Après deux réformes depuis 2017, Gabriel Attal veut « une vraie réforme, plus globale, de l’assurance chômage »
« Il y aura une réforme de l’assurance chômage cette année », prévient le premier ministre, alors que les syndicats y sont déjà clairement opposés. Si le gouvernement parlait surtout, jusqu’ici, de jouer sur la durée d’indemnisation, Gabriel Attal met aujourd’hui sur la table plusieurs hypothèses. « Une des pistes, c’est de réduire cette durée d’indemnisation de plusieurs mois. Je ne pense pas qu’il faille que ça aille en dessous de 12 mois », explique le chef du gouvernement, alors que la durée est aujourd’hui de 18 mois, en général. « Le deuxième paramètre, c’est le temps qu’il faut avoir travaillé pour pouvoir bénéficier du chômage. Aujourd’hui, c’est 6 mois sur les deux dernières années. Là aussi, on peut imaginer soit de dire qu’il faut travailler davantage sur les 24 derniers mois. Ou alors dire que les 6 mois s’apprécient sur une durée moins longue, qui n’est plus 24 mois mais par exemple 18 mois », avance le locataire de Matignon, qui termine : « Le troisième levier, c’est le niveau d’indemnisation du chômage. Combien vous touchez et comment ça baisse, en fonction du temps, pour vous inciter à reprendre un emploi. C’est l’une des pistes, qui a moins ma préférence que les précédentes ».
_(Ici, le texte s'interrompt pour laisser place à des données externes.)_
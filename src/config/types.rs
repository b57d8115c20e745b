//! Configuration types for TOML-based configuration.
//!
//! These types map directly to the TOML configuration file structure.

use serde::Deserialize;

use crate::constants::{
    DEFAULT_ATTEMPT_TIMEOUT_SECS, DEFAULT_BREAKER_TIMEOUT_SECS, DEFAULT_DAILY_BUDGET,
    DEFAULT_FAILURE_THRESHOLD, DEFAULT_HALF_OPEN_MAX_CALLS, DEFAULT_MAX_ERROR_RATE,
    DEFAULT_MAX_RESPONSE_TIME_MS, DEFAULT_MIN_UPTIME,
};

/// Root configuration structure.
#[derive(Debug, Deserialize, Default)]
pub struct Config {
    /// Global settings for the orchestrator.
    #[serde(default)]
    pub settings: Settings,

    /// Task routing profiles.
    #[serde(default)]
    pub tasks: Vec<TaskConfig>,

    /// Provider pool, in declared (primary-first) order.
    #[serde(default)]
    pub providers: Vec<ProviderConfig>,
}

/// Global settings for the orchestrator.
#[derive(Debug, Deserialize)]
pub struct Settings {
    /// Load balancing strategy: "round_robin", "weighted",
    /// "cost_optimized" or "performance_based". Omit to keep the
    /// declared provider order.
    pub strategy: Option<String>,

    /// Per-attempt timeout in milliseconds.
    #[serde(default = "default_attempt_timeout_ms")]
    pub attempt_timeout_ms: u64,

    /// Consecutive failures before a provider's circuit opens.
    #[serde(default = "default_failure_threshold")]
    pub failure_threshold: u32,

    /// Seconds an open circuit waits before allowing a probing call.
    #[serde(default = "default_breaker_timeout_secs")]
    pub breaker_timeout_secs: u64,

    /// Calls admitted while half-open.
    #[serde(default = "default_half_open_max_calls")]
    pub half_open_max_calls: u32,

    /// Daily budget in USD for providers without an explicit one.
    #[serde(default = "default_daily_budget")]
    pub default_daily_budget: f64,

    /// Background probe interval in seconds. Omit to disable probing.
    pub probe_interval_secs: Option<u64>,

    #[serde(default = "default_max_response_time_ms")]
    pub max_response_time_ms: u64,

    #[serde(default = "default_max_error_rate")]
    pub max_error_rate: f64,

    #[serde(default = "default_min_uptime")]
    pub min_uptime: f64,
}

impl Default for Settings {
    fn default() -> Self {
        Self {
            strategy: None,
            attempt_timeout_ms: default_attempt_timeout_ms(),
            failure_threshold: default_failure_threshold(),
            breaker_timeout_secs: default_breaker_timeout_secs(),
            half_open_max_calls: default_half_open_max_calls(),
            default_daily_budget: default_daily_budget(),
            probe_interval_secs: None,
            max_response_time_ms: default_max_response_time_ms(),
            max_error_rate: default_max_error_rate(),
            min_uptime: default_min_uptime(),
        }
    }
}

fn default_attempt_timeout_ms() -> u64 {
    DEFAULT_ATTEMPT_TIMEOUT_SECS * 1000
}

fn default_failure_threshold() -> u32 {
    DEFAULT_FAILURE_THRESHOLD
}

fn default_breaker_timeout_secs() -> u64 {
    DEFAULT_BREAKER_TIMEOUT_SECS
}

fn default_half_open_max_calls() -> u32 {
    DEFAULT_HALF_OPEN_MAX_CALLS
}

fn default_daily_budget() -> f64 {
    DEFAULT_DAILY_BUDGET
}

fn default_max_response_time_ms() -> u64 {
    DEFAULT_MAX_RESPONSE_TIME_MS
}

fn default_max_error_rate() -> f64 {
    DEFAULT_MAX_ERROR_RATE
}

fn default_min_uptime() -> f64 {
    DEFAULT_MIN_UPTIME
}

/// Task routing profile configuration.
#[derive(Debug, Deserialize)]
pub struct TaskConfig {
    /// Task type: "news_summary", "crypto_analysis",
    /// "political_briefing" or "personalized_content".
    pub task: String,

    /// Provider tried first for this task.
    pub preferred_provider: Option<String>,

    /// Maximum tokens for this task.
    pub max_tokens: Option<u32>,

    /// Temperature setting for this task.
    pub temperature: Option<f32>,
}

/// Provider pool entry configuration.
#[derive(Debug, Deserialize)]
pub struct ProviderConfig {
    /// Stable provider identifier, matched against the supplied client.
    pub id: String,

    /// Model identifier (e.g. "gpt-4o-mini", "claude-sonnet-4-5").
    pub model: String,

    /// Relative preference for the weighted strategy, 0.0 to 1.0.
    #[serde(default = "default_weight")]
    pub weight: f64,

    /// Price per 1K tokens in USD.
    #[serde(default)]
    pub price_per_1k_tokens: f64,

    /// Whether this provider is enabled.
    #[serde(default = "default_true")]
    pub enabled: bool,

    /// Optional request-rate cap.
    pub max_requests_per_minute: Option<u64>,

    /// Optional trailing-hour cost cap in USD.
    pub max_cost_per_hour: Option<f64>,

    /// Optional daily budget in USD.
    pub daily_budget: Option<f64>,
}

fn default_weight() -> f64 {
    1.0
}

fn default_true() -> bool {
    true
}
Quant à la durée d’indemnisation des plus de 55 ans, plus longue, et que le ministre de l’Economie, Bruno Le Maire, veut réduire, Gabriel Attal reste pour l’heure prudent, renvoyant aux discussions entre partenaires sociaux sur ce volet de l’emploi des séniors, lancées par une lettre de cadrage du gouvernement. Alors qu’elles devaient se terminer mercredi, ils ont finalement jusqu’au 8 avril. Mais syndicats et patronat devront aussitôt se remettre autour de la table, prévient le premier ministre, qui justifie sa volonté d’aller plus loin : « Quand cette négociation a été lancée, on était dans des conditions économiques différentes. […] Donc j’ai demandé à ma ministre du Travail de préparer de nouvelles négociations, qu’on puisse relancer une discussion avec les partenaires sociaux autour d’une vraie réforme, plus globale, de l’assurance chômage », lance-t-il, alors que depuis 2017, la même majorité a déjà mis en place deux réformes de l’assurance chômage…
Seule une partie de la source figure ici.